WHAT YOU NEED TO DO. Could you repeat every record exactly as it appears?

(PROVIDED ENTRIES Opens)

//! Transparent cached candlestick retrieval.
//!
//! The single entry point composing reconcile → fetch → merge → save.
//! Callers receive exactly the requested window and cannot tell whether it
//! came from cache or network; the cache always holds the superset.

use std::collections::HashMap;
use std::sync::Arc;

use chrono::{DateTime, Utc};
use tokio::sync::Mutex;
use tracing::{debug, info};

use crate::error::{Error, Result};
use crate::models::{Candle, SeriesKey, Timeframe};
use crate::services::binance::BinanceClient;
use crate::services::cache::CacheStore;
use crate::services::fetcher::fetch_missing;
use crate::services::merge::merge;
use crate::services::reconcile::{reconcile, RequestedWindow};

/// Cached candle fetcher for one client + one cache directory.
pub struct CandleFetcher {
    client: BinanceClient,
    store: CacheStore,
    show_progress: bool,
    locks: Mutex<HashMap<SeriesKey, Arc<Mutex<()>>>>,
}

impl CandleFetcher {
    pub fn new(client: BinanceClient, store: CacheStore) -> Self {
        Self {
            client,
            store,
            show_progress: false,
            locks: Mutex::new(HashMap::new()),
        }
    }

    /// Enable console progress bars during downloads.
    pub fn with_progress(mut self, show_progress: bool) -> Self {
        self.show_progress = show_progress;
        self
    }

    /// Fetch `[start, end)` for a pair and timeframe, consulting and
    /// updating the local cache.
    ///
    /// Pass `end = None` to fetch up to the latest available candle. Any
    /// fetch or merge failure propagates with the previously cached series
    /// left untouched.
    pub async fn fetch(
        &self,
        symbol: &str,
        timeframe: Timeframe,
        start: DateTime<Utc>,
        end: Option<DateTime<Utc>>,
    ) -> Result<Vec<Candle>> {
        let key = SeriesKey::new(symbol, timeframe)?;
        // Validated before any I/O happens
        let window = RequestedWindow::new(start, end, timeframe)?;

        // One writer per series key within this process; the save itself
        // is an atomic rename, so other processes can only lose whole
        // writes, never corrupt the file.
        let lock = self.key_lock(&key).await;
        let _guard = lock.lock().await;

        let coverage = self.store.coverage(&key)?;
        let missing = reconcile(&window, coverage, timeframe);

        if missing.is_empty() {
            debug!("Cache hit for {}", key);
            let series = self.store.load(&key)?;
            return Ok(slice_window(series, &window));
        }

        info!("{} missing interval(s) for {}", missing.len(), key);

        let fetched = fetch_missing(&self.client, &key, &missing, self.show_progress).await?;
        let cached = self.store.load(&key)?;
        let merged = merge(cached, fetched, &key)?;

        if !merged.is_empty() {
            self.store.save(&key, &merged)?;
        }

        Ok(slice_window(merged, &window))
    }

    async fn key_lock(&self, key: &SeriesKey) -> Arc<Mutex<()>> {
        let mut locks = self.locks.lock().await;
        locks
            .entry(key.clone())
            .or_insert_with(|| Arc::new(Mutex::new(())))
            .clone()
    }
}

/// Slice the requested window out of a full series.
fn slice_window(series: Vec<Candle>, window: &RequestedWindow) -> Vec<Candle> {
    series
        .into_iter()
        .filter(|c| {
            c.open_time >= window.start() && window.end().map_or(true, |end| c.open_time < end)
        })
        .collect()
}

/// Fetch candlestick data for a symbol and timeframe, utilizing the
/// default local cache.
///
/// Convenience wrapper wiring the production Binance endpoint and the
/// default cache directory. Library users who need a custom endpoint or
/// cache location should construct a [`CandleFetcher`] directly.
pub async fn fetch_candlestick_data(
    symbol: &str,
    timeframe: &str,
    start: DateTime<Utc>,
    end: Option<DateTime<Utc>>,
) -> Result<Vec<Candle>> {
    let timeframe: Timeframe = timeframe.parse()?;
    let client = BinanceClient::new()
        .map_err(|e| Error::Config(format!("failed to create Binance client: {}", e)))?;
    let store = CacheStore::new(CacheStore::default_dir()?)?;

    CandleFetcher::new(client, store)
        .fetch(symbol, timeframe, start, end)
        .await
}

#[cfg(test)]
mod tests {
    use super::*;
    use chrono::TimeZone;

    fn candle(hour: u32) -> Candle {
        let t = Utc.with_ymd_and_hms(2023, 1, 1, hour, 0, 0).unwrap();
        Candle::new(t, 1.0, 1.0, 1.0, 1.0, 1.0)
    }

    #[test]
    fn test_slice_window_is_half_open() {
        let series: Vec<Candle> = (0..24).map(candle).collect();
        let window = RequestedWindow::new(
            Utc.with_ymd_and_hms(2023, 1, 1, 6, 0, 0).unwrap(),
            Some(Utc.with_ymd_and_hms(2023, 1, 1, 12, 0, 0).unwrap()),
            Timeframe::Hour1,
        )
        .unwrap();

        let slice = slice_window(series, &window);

        assert_eq!(slice.len(), 6);
        assert_eq!(slice[0].open_time.timestamp() % 86400, 6 * 3600);
        assert_eq!(slice[5].open_time.timestamp() % 86400, 11 * 3600);
    }

    #[test]
    fn test_slice_window_open_end_keeps_tail() {
        let series: Vec<Candle> = (0..24).map(candle).collect();
        let window = RequestedWindow::new(
            Utc.with_ymd_and_hms(2023, 1, 1, 20, 0, 0).unwrap(),
            None,
            Timeframe::Hour1,
        )
        .unwrap();

        assert_eq!(slice_window(series, &window).len(), 4);
    }
}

(PROVIDED ENTRIES Closes)

WRITTEN SOLUTION.
//! Transparent cached candlestick retrieval.
//!
//! The single entry point composing reconcile → fetch → merge → save.
//! Callers receive exactly the requested window and cannot tell whether it
//! came from cache or network; the cache always holds the superset.

use std::collections::HashMap;
use std::sync::Arc;

use chrono::{DateTime, Utc};
use tokio::sync::Mutex;
use tracing::{debug, info};

use crate::error::{Error, Result};
use crate::models::{Candle, SeriesKey, Timeframe};
use crate::services::binance::BinanceClient;
use crate::services::cache::CacheStore;
use crate::services::fetcher::fetch_missing;
use crate::services::merge::merge;
use crate::services::reconcile::{reconcile, RequestedWindow};

/// Cached candle fetcher for one client + one cache directory.
pub struct CandleFetcher {
    client: BinanceClient,
    store: CacheStore,
    show_progress: bool,
    locks: Mutex<HashMap<SeriesKey, Arc<Mutex<()>>>>,
}

impl CandleFetcher {
    pub fn new(client: BinanceClient, store: CacheStore) -> Self {
        Self {
            client,
            store,
            show_progress: false,
            locks: Mutex::new(HashMap::new()),
        }
    }

    /// Enable console progress bars during downloads.
    pub fn with_progress(mut self, show_progress: bool) -> Self {
        self.show_progress = show_progress;
        self
    }

    /// Fetch `[start, end)` for a pair and timeframe, consulting and
    /// updating the local cache.
    ///
    /// Pass `end = None` to fetch up to the latest available candle. Any
    /// fetch or merge failure propagates with the previously cached series
    /// left untouched.
    pub async fn fetch(
        &self,
        symbol: &str,
        timeframe: Timeframe,
        start: DateTime<Utc>,
        end: Option<DateTime<Utc>>,
    ) -> Result<Vec<Candle>> {
        let key = SeriesKey::new(symbol, timeframe)?;
        // Validated before any I/O happens
        let window = RequestedWindow::new(start, end, timeframe)?;

        // One writer per series key within this process; the save itself
        // is an atomic rename, so other processes can only lose whole
        // writes, never corrupt the file.
        let lock = self.key_lock(&key).await;
        let _guard = lock.lock().await;

        let coverage = self.store.coverage(&key)?;
        let missing = reconcile(&window, coverage, timeframe);

        if missing.is_empty() {
            debug!("Cache hit for {}", key);
            let series = self.store.load(&key)?;
            return Ok(slice_window(series, &window));
        }

        info!("{} missing interval(s) for {}", missing.len(), key);

        let fetched = fetch_missing(&self.client, &key, &missing, self.show_progress).await?;
        let cached = self.store.load(&key)?;
        let merged = merge(cached, fetched, &key)?;

        if !merged.is_empty() {
            self.store.save(&key, &merged)?;
        }

        Ok(slice_window(merged, &window))
    }

    async fn key_lock(&self, key: &SeriesKey) -> Arc<Mutex<()>> {
        let mut locks = self.locks.lock().await;
        locks
            .entry(key.clone())
            .or_insert_with(|| Arc::new(Mutex::new(())))
            .clone()
    }
}

/// Slice the requested window out of a full series.
fn slice_window(series: Vec<Candle>, window: &RequestedWindow) -> Vec<Candle> {
    series
        .into_iter()
        .filter(|c| {
            c.open_time >= window.start() && window.end().map_or(true, |end| c.open_time < end)
        })
        .collect()
}

/// Fetch candlestick data for a symbol and timeframe, utilizing the
/// default local cache.
///
/// Convenience wrapper wiring the production Binance endpoint and the
/// default cache directory. Library users who need a custom endpoint or
/// cache location should construct a [`CandleFetcher`] directly.
pub async fn fetch_candlestick_data(
    symbol: &str,
    timeframe: &str,
    start: DateTime<Utc>,
    end: Option<DateTime<Utc>>,
) -> Result<Vec<Candle>> {
    let timeframe: Timeframe = timeframe.parse()?;
    let client = BinanceClient::new()
        .map_err(|e| Error::Config(format!("failed to create Binance client: {}", e)))?;
    let store = CacheStore::new(CacheStore::default_dir()?)?;

    CandleFetcher::new(client, store)
        .fetch(symbol, timeframe, start, end)
        .await
}

#[cfg(test)]
mod tests {
    use super::*;
    use chrono::TimeZone;

    fn candle(hour: u32) -> Candle {
        let t = Utc.with_ymd_and_hms(2023, 1, 1, hour, 0, 0).unwrap();
        Candle::new(t, 1.0, 1.0, 1.0, 1.0, 1.0)
    }

    #[test]
    fn test_slice_window_is_half_open() {
        let series: Vec<Candle> = (0..24).map(candle).collect();
        let window = RequestedWindow::new(
            Utc.with_ymd_and_hms(2023, 1, 1, 6, 0, 0).unwrap(),
            Some(Utc.with_ymd_and_hms(2023, 1, 1, 12, 0, 0).unwrap()),
            Timeframe::Hour1,
        )
        .unwrap();

        let slice = slice_window(series, &window);

        assert_eq!(slice.len(), 6);
        assert_eq!(slice[0].open_time.timestamp() % 86400, 6 * 3600);
        assert_eq!(slice[5].open_time.timestamp() % 86400, 11 * 3600);
    }

    #[test]
    fn test_slice_window_open_end_keeps_tail() {
        let series: Vec<Candle> = (0..24).map(candle).collect();
        let window = RequestedWindow::new(
            Utc.with_ymd_and_hms(2023, 1, 1, 20, 0, 0).unwrap(),
            None,
            Timeframe::Hour1,
        )
        .unwrap();

        assert_eq!(slice_window(series, &window).len(), 4);
    }
}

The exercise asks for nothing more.